EXERCISE INSTRUCTIONS
Work through the data line by line, gathering every line that has the word "alice".

Dataset entries:

use std::collections::HashMap;
use std::path::Path;

use anyhow::Context;
use async_trait::async_trait;
use chrono::NaiveDate;
use finsync_core::{ProviderAccount, ProviderBill, ProviderTransaction, SyncContext, UserCredential};
use serde::{Deserialize, Serialize};
use tokio::sync::RwLock;
use tracing::debug;

use crate::{ProviderClient, ProviderError};

/// Canned provider payloads for one user.
#[derive(Debug, Clone, Default, Serialize, Deserialize)]
pub struct ProviderFixture {
    #[serde(default)]
    pub accounts: Vec<ProviderAccount>,
    #[serde(default)]
    pub transactions: Vec<ProviderTransaction>,
    #[serde(default)]
    pub bills: Vec<ProviderBill>,
    /// When set every call answers as if the credential had been revoked.
    #[serde(default)]
    pub invalid_credential: bool,
}

/// Offline provider backed by per-user fixtures.
#[derive(Debug, Default)]
pub struct StaticProviderClient {
    fixtures: RwLock<HashMap<String, ProviderFixture>>,
}

impl StaticProviderClient {
    pub fn new() -> Self {
        Self::default()
    }

    pub async fn set_fixture(&self, user_id: impl Into<String>, fixture: ProviderFixture) {
        self.fixtures.write().await.insert(user_id.into(), fixture);
    }

    /// Loads every `<user_id>.json` file in `dir`.
    pub fn from_dir(dir: impl AsRef<Path>) -> anyhow::Result<Self> {
        let dir = dir.as_ref();
        let mut fixtures = HashMap::new();
        let entries =
            std::fs::read_dir(dir).with_context(|| format!("listing fixtures in {}", dir.display()))?;
        for entry in entries {
            let path = entry
                .with_context(|| format!("reading entry in {}", dir.display()))?
                .path();
            if path.extension().and_then(|e| e.to_str()) != Some("json") {
                continue;
            }
            let Some(user_id) = path.file_stem().and_then(|s| s.to_str()) else {
                continue;
            };
            let raw = std::fs::read(&path)
                .with_context(|| format!("reading fixture {}", path.display()))?;
            let fixture: ProviderFixture = serde_json::from_slice(&raw)
                .with_context(|| format!("parsing fixture {}", path.display()))?;
            debug!(user_id, accounts = fixture.accounts.len(), "loaded provider fixture");
            fixtures.insert(user_id.to_string(), fixture);
        }
        Ok(Self {
            fixtures: RwLock::new(fixtures),
        })
    }

    async fn fixture_for(
        &self,
        ctx: &SyncContext,
        credential: &UserCredential,
    ) -> Result<ProviderFixture, ProviderError> {
        ctx.ensure_active()?;
        let fixtures = self.fixtures.read().await;
        let fixture = fixtures
            .get(&credential.user_id)
            .ok_or_else(|| ProviderError::UnknownUser(credential.user_id.clone()))?;
        if fixture.invalid_credential {
            return Err(ProviderError::InvalidCredential {
                item_id: credential.item_id.clone(),
            });
        }
        Ok(fixture.clone())
    }
}

#[async_trait]
impl ProviderClient for StaticProviderClient {
    async fn fetch_accounts(
        &self,
        ctx: &SyncContext,
        credential: &UserCredential,
    ) -> Result<Vec<ProviderAccount>, ProviderError> {
        Ok(self.fixture_for(ctx, credential).await?.accounts)
    }

    async fn fetch_transactions(
        &self,
        ctx: &SyncContext,
        credential: &UserCredential,
        since: Option<NaiveDate>,
    ) -> Result<Vec<ProviderTransaction>, ProviderError> {
        let mut transactions = self.fixture_for(ctx, credential).await?.transactions;
        if let Some(since) = since {
            transactions.retain(|t| t.date >= since);
        }
        Ok(transactions)
    }

    async fn fetch_bills(
        &self,
        ctx: &SyncContext,
        credential: &UserCredential,
    ) -> Result<Vec<ProviderBill>, ProviderError> {
        Ok(self.fixture_for(ctx, credential).await?.bills)
    }
}

#[cfg(test)]
mod tests {
    use super::*;
    use tempfile::tempdir;

    const FIXTURE: &str = r#"{
        "accounts": [
            {"id": "prov-1", "itemId": "item-1", "name": "Nubank", "type": "CREDIT", "subtype": "CREDIT_CARD", "balance": -120.0}
        ],
        "transactions": [
            {"id": "tx-old", "accountId": "prov-1", "description": "OLD", "amount": -10.0, "date": "2025-01-01", "type": "DEBIT"},
            {"id": "tx-new", "accountId": "prov-1", "description": "NEW", "amount": -20.0, "date": "2026-03-01", "type": "DEBIT"}
        ]
    }"#;

    #[tokio::test]
    async fn from_dir_loads_fixtures_and_filters_by_date() {
        let dir = tempdir().expect("tempdir");
        std::fs::write(dir.path().join("alice.json"), FIXTURE).expect("write");
        std::fs::write(dir.path().join("README.txt"), "ignored").expect("write");

        let client = StaticProviderClient::from_dir(dir.path()).expect("load");
        let ctx = SyncContext::new();
        let cred = UserCredential::new("alice", "item-1");

        assert_eq!(client.fetch_accounts(&ctx, &cred).await.expect("accounts").len(), 1);
        let recent = client
            .fetch_transactions(&ctx, &cred, NaiveDate::from_ymd_opt(2026, 1, 1))
            .await
            .expect("transactions");
        assert_eq!(recent.len(), 1);
        assert_eq!(recent[0].id, "tx-new");
        assert!(client.fetch_bills(&ctx, &cred).await.expect("bills").is_empty());
    }

    #[tokio::test]
    async fn revoked_and_unknown_users_fail() {
        let client = StaticProviderClient::new();
        client
            .set_fixture(
                "bob",
                ProviderFixture {
                    invalid_credential: true,
                    ..ProviderFixture::default()
                },
            )
            .await;
        let ctx = SyncContext::new();

        let err = client
            .fetch_accounts(&ctx, &UserCredential::new("bob", "item-2"))
            .await
            .expect_err("revoked");
        assert!(err.is_invalid_credential());

        let err = client
            .fetch_accounts(&ctx, &UserCredential::new("carol", "item-3"))
            .await
            .expect_err("unknown");
        assert!(matches!(err, ProviderError::UnknownUser(_)));
    }

    #[tokio::test]
    async fn cancelled_context_short_circuits() {
        let client = StaticProviderClient::new();
        client.set_fixture("alice", ProviderFixture::default()).await;
        let ctx = SyncContext::new();
        ctx.cancel();
        let err = client
            .fetch_accounts(&ctx, &UserCredential::new("alice", "item-1"))
            .await
            .expect_err("cancelled");
        assert!(matches!(err, ProviderError::Cancelled));
    }
}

FINISHED EXERCISE
        std::fs::write(dir.path().join("alice.json"), FIXTURE).expect("write");
        let cred = UserCredential::new("alice", "item-1");
        client.set_fixture("alice", ProviderFixture::default()).await;
            .fetch_accounts(&ctx, &UserCredential::new("alice", "item-1"))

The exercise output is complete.